Collected data entries:
※

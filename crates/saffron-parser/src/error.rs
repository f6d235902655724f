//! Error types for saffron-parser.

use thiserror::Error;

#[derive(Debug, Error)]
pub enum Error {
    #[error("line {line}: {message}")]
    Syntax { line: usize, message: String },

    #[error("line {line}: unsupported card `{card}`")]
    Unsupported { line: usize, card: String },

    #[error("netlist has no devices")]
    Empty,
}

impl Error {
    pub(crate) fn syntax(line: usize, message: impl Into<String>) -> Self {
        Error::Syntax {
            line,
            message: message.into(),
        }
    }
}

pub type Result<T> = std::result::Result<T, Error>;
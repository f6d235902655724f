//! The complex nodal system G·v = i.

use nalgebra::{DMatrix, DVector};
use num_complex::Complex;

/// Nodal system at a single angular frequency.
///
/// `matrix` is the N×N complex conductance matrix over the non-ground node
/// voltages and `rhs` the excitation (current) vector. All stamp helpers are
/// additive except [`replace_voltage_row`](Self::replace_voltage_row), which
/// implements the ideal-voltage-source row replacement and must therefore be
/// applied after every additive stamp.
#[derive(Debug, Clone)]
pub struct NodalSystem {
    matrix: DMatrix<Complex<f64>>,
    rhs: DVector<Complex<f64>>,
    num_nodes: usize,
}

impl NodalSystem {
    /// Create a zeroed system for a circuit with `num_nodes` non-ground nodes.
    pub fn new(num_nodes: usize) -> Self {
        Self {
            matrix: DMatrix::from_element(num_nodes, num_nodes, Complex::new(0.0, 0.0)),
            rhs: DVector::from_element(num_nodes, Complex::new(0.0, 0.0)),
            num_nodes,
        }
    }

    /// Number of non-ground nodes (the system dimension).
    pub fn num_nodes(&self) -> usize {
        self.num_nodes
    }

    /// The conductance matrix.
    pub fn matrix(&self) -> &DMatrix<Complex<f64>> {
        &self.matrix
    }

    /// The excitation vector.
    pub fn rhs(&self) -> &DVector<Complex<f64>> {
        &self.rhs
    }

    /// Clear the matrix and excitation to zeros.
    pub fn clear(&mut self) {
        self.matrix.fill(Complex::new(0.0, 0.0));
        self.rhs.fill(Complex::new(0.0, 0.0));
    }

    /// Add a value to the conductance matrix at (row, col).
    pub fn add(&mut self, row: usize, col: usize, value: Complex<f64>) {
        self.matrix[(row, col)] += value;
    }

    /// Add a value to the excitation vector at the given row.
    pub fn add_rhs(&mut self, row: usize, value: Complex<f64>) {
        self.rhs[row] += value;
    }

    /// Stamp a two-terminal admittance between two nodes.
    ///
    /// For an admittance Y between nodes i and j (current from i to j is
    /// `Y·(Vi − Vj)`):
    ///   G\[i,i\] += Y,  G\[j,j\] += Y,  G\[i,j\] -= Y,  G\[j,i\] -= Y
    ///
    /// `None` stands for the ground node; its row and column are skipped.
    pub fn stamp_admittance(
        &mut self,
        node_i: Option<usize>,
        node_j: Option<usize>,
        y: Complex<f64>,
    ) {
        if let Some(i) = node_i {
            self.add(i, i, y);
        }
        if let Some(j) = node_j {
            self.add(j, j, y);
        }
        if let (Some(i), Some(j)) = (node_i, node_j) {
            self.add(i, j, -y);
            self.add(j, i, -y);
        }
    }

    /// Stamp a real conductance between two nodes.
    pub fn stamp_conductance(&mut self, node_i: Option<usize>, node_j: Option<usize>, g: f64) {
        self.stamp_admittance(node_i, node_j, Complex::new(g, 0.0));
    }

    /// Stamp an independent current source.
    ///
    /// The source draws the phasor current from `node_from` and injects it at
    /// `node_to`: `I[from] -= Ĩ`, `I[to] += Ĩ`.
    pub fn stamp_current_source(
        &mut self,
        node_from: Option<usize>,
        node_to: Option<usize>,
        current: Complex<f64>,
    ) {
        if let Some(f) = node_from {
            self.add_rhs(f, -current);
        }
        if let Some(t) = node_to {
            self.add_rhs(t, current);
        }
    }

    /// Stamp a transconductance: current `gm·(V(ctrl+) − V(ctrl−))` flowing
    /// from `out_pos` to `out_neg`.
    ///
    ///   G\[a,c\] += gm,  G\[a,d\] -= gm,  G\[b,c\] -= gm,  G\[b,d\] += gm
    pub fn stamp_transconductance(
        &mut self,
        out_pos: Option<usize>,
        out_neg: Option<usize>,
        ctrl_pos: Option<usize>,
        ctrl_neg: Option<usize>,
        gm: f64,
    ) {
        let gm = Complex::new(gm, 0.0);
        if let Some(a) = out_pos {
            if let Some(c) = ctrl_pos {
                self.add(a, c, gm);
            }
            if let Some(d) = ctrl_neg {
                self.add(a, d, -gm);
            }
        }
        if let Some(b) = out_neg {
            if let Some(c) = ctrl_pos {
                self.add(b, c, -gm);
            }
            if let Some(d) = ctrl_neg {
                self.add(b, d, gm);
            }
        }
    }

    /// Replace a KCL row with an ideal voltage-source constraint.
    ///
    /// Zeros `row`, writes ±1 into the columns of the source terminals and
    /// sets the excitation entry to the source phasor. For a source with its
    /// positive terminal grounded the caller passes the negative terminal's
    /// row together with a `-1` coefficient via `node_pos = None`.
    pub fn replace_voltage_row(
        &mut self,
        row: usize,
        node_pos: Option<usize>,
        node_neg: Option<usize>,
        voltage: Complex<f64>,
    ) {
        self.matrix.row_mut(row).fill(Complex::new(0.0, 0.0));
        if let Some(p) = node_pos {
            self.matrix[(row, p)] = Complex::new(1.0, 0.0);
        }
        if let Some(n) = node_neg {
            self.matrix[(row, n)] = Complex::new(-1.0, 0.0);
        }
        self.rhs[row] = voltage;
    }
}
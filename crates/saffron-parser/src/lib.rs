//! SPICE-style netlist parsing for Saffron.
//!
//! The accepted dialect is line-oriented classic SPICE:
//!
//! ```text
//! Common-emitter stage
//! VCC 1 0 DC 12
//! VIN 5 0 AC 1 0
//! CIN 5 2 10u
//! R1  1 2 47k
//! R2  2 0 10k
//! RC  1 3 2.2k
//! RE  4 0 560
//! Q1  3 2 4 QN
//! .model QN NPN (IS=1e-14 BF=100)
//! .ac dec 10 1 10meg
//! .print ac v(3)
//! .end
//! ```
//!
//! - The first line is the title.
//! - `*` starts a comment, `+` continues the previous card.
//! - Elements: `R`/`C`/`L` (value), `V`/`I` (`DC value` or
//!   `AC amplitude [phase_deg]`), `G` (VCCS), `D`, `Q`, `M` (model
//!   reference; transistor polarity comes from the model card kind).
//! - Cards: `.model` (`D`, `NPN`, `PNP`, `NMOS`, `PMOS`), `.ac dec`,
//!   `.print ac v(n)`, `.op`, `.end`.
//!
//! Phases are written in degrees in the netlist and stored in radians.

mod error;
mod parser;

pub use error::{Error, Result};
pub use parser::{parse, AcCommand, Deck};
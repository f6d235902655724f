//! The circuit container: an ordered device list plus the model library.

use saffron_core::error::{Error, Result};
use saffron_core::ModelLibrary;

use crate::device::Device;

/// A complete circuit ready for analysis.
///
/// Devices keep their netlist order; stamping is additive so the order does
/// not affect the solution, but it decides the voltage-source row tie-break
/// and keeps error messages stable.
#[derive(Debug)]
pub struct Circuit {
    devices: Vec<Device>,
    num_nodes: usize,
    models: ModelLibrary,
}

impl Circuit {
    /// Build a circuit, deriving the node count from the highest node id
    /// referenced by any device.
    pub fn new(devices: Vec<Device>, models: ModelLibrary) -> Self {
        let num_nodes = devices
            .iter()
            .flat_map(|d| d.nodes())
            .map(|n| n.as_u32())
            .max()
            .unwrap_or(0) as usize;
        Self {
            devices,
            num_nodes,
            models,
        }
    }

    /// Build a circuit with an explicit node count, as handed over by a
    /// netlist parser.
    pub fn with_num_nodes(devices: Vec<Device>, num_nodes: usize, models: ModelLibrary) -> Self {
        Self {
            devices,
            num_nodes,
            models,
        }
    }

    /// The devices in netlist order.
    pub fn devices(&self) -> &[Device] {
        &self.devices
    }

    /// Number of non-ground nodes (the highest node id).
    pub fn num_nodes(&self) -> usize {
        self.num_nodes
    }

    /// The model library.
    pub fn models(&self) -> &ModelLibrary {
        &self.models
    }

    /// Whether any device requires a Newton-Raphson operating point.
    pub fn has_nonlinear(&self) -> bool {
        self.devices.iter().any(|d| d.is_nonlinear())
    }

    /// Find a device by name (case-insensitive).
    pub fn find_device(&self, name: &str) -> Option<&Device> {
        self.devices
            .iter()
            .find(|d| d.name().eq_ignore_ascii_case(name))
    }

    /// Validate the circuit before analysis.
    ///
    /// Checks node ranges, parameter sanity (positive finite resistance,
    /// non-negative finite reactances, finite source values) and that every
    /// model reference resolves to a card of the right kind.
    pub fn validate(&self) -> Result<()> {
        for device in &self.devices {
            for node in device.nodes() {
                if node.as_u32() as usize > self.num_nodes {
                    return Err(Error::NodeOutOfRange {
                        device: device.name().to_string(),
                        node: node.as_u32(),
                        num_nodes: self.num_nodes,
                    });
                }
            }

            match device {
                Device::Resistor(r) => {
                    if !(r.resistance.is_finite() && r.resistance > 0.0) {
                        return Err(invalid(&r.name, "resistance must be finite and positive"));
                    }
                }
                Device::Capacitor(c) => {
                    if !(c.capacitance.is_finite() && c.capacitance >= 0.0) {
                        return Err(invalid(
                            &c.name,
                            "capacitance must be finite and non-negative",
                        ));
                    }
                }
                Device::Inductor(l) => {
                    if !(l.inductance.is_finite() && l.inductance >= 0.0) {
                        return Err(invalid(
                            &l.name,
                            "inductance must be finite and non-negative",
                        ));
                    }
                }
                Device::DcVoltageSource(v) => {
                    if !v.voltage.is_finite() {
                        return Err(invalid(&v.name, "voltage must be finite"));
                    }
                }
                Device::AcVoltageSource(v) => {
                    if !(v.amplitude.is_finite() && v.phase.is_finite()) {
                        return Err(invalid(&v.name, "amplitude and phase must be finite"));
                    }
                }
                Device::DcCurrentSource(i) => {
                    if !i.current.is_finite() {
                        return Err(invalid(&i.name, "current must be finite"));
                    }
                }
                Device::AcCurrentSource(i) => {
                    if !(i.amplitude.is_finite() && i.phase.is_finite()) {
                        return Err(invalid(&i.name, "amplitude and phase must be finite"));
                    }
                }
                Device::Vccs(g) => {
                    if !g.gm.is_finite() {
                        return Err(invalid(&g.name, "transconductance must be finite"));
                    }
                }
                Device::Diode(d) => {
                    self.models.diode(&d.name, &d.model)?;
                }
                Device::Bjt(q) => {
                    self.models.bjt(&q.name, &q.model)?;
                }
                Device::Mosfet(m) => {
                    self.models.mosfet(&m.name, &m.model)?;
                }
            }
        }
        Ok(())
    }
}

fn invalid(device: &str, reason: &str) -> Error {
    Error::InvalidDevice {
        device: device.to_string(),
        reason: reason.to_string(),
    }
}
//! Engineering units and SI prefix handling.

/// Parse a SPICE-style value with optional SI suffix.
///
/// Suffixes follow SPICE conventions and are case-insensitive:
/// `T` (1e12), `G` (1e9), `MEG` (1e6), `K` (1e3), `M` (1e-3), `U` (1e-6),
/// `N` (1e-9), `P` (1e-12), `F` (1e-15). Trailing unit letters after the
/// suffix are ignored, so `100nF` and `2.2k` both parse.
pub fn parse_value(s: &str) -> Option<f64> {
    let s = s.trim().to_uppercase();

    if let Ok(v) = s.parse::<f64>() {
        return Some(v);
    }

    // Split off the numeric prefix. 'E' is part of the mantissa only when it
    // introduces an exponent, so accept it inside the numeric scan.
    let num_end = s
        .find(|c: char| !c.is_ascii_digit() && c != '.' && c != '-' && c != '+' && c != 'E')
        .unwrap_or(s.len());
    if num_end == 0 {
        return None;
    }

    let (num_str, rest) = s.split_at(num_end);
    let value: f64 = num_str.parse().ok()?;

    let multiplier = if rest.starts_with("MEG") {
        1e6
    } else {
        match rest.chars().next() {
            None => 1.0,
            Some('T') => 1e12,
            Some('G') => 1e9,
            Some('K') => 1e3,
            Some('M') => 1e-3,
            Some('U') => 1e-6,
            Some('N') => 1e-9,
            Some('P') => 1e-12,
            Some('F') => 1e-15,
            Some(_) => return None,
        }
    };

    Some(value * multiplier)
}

※

- **The problem**: Return only those lines of the records that contain the string "additive".

- **Your response**:
/// additive except [`replace_voltage_row`](Self::replace_voltage_row), which
/// applied after every additive stamp.
/// Devices keep their netlist order; stamping is additive so the order does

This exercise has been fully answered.